Architecting the data core: How to align governance, analytics & AI without slowing the business
Enterprises still struggle to align governance, analytics, and AI despite years of data investment — that’s because what they really need is a structural reset of the data core itself that would unify data meshes, data fabrics, and modern composable architecture into a single, integrated system –> full article available at https://www.thomsonreuters.com/en-us/posts/technology/architecting-data-core-aligning-ai-governance-analytics/
This article is the second in a 3-part blog series exploring how organizations can reset and empower their data core.
For more than a decade, enterprises have invested heavily in data modernization — new platforms, cloud migrations, analytics tools, and now AI. Yet, for many organizations, especially in regulated industries, the results remain underwhelming. Data integration is still slow because regulatory reporting still requires manual remediation, M&A still exposes hidden data liabilities, and AI initiatives struggle to move beyond pilots because trust and reuse in the underlying data remains fragile.
The problem is not effort, it is architecture. Since 2022, the buildup around AI has been something out of science fiction — self learning, easy to install, displace workers, autonomous, even Terminator-like. Moreover, while AI may indeed revolutionize research, processes, and profits, the fundamental challenge is not the advancing technology, rather it is the data used to train and cross-connect these exploding capabilities.

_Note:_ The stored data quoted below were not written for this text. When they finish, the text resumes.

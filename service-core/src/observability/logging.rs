use tracing_subscriber::{layer::SubscriberExt, util::SubscriberInitExt};

/// Install the global tracing subscriber.
///
/// `RUST_LOG` wins over `log_level` when set. Events are written as flattened
/// JSON with file and line numbers so they can be shipped as-is. Calling this
/// twice is a no-op for the second call.
pub fn init_tracing(service_name: &str, log_level: &str) {
    let env_filter = tracing_subscriber::EnvFilter::try_from_default_env()
        .unwrap_or_else(|_| tracing_subscriber::EnvFilter::new(log_level));

    let result = tracing_subscriber::registry()
        .with(env_filter)
        .with(
            tracing_subscriber::fmt::layer()
                .with_file(true)
                .with_line_number(true)
                .json()
                .flatten_event(true),
        )
        .try_init();

    match result {
        Ok(()) => tracing::info!(service = %service_name, "Tracing initialized"),
        Err(e) => eprintln!(
            "Tracing already initialized for service '{}': {}",
            service_name, e
        ),
    }
}
//! Elasticsearch REST client for usage documents.
//!
//! Only the two calls the plugin needs are implemented: a single-document
//! insert and a search. Connection pooling and timeouts are delegated to
//! reqwest.

use super::{IndexResponse, StoreError, UsageStore};
use crate::models::UsageDocument;
use async_trait::async_trait;
use reqwest::Client;
use std::time::Duration;

/// Idle connections kept per host.
pub const MAX_SOCKETS: usize = 1000;
/// Applies to every request, connect included.
pub const REQUEST_TIMEOUT: Duration = Duration::from_secs(60);

#[derive(Clone)]
pub struct ElasticsearchStore {
    client: Client,
    base_url: String,
}

impl ElasticsearchStore {
    pub fn new(endpoint: &str) -> Result<Self, StoreError> {
        let client = Client::builder()
            .pool_max_idle_per_host(MAX_SOCKETS)
            .timeout(REQUEST_TIMEOUT)
            .build()
            .map_err(|e| StoreError::Build(e.to_string()))?;

        Ok(Self {
            client,
            base_url: endpoint.trim_end_matches('/').to_string(),
        })
    }

    pub fn base_url(&self) -> &str {
        &self.base_url
    }

    async fn post_json<B: serde::Serialize + ?Sized>(
        &self,
        url: &str,
        body: &B,
    ) -> Result<reqwest::Response, StoreError> {
        let response = self
            .client
            .post(url)
            .json(body)
            .send()
            .await
            .map_err(|e| {
                StoreError::Connection(format!("Failed to reach Elasticsearch at {}: {}", url, e))
            })?;

        if !response.status().is_success() {
            let status = response.status().as_u16();
            let body = response.text().await.unwrap_or_default();
            return Err(StoreError::Status { status, body });
        }

        Ok(response)
    }
}

#[async_trait]
impl UsageStore for ElasticsearchStore {
    async fn index(
        &self,
        index: &str,
        doc_type: &str,
        document: &UsageDocument,
    ) -> Result<IndexResponse, StoreError> {
        let url = format!("{}/{}/{}", self.base_url, index, doc_type);
        let response = self.post_json(&url, document).await?;

        response
            .json::<IndexResponse>()
            .await
            .map_err(|e| StoreError::Decode(e.to_string()))
    }

    async fn search(
        &self,
        index: &str,
        body: &serde_json::Value,
    ) -> Result<serde_json::Value, StoreError> {
        let url = format!("{}/{}/_search", self.base_url, index);
        tracing::debug!(url = %url, "Searching usage index");
        let response = self.post_json(&url, body).await?;

        response
            .json::<serde_json::Value>()
            .await
            .map_err(|e| StoreError::Decode(e.to_string()))
    }
}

Most data cores in use today were designed for an earlier operating reality — one in which data was centralized, reporting cycles were predictable, and governance could be applied after the fact. That model breaks down under the modern pressures of continuous regulation, compressed deal timelines, ecosystem-based business models, and AI systems that consume data directly rather than waiting for curated outputs.
So, why is the AI hype not living up to the anticipated benefits? Why is the data that underpinned process systems for decades failing to scale across interconnected AI solutions? The solution requires not another platform refresh, but rather, a structural reset of the data core itself.
That reset uses data meshes, data fabrics, and modern composable architecture as a single, integrated system, and aligns it to the AXTent architectural framework, which is designed explicitly for regulated, data-intensive enterprises.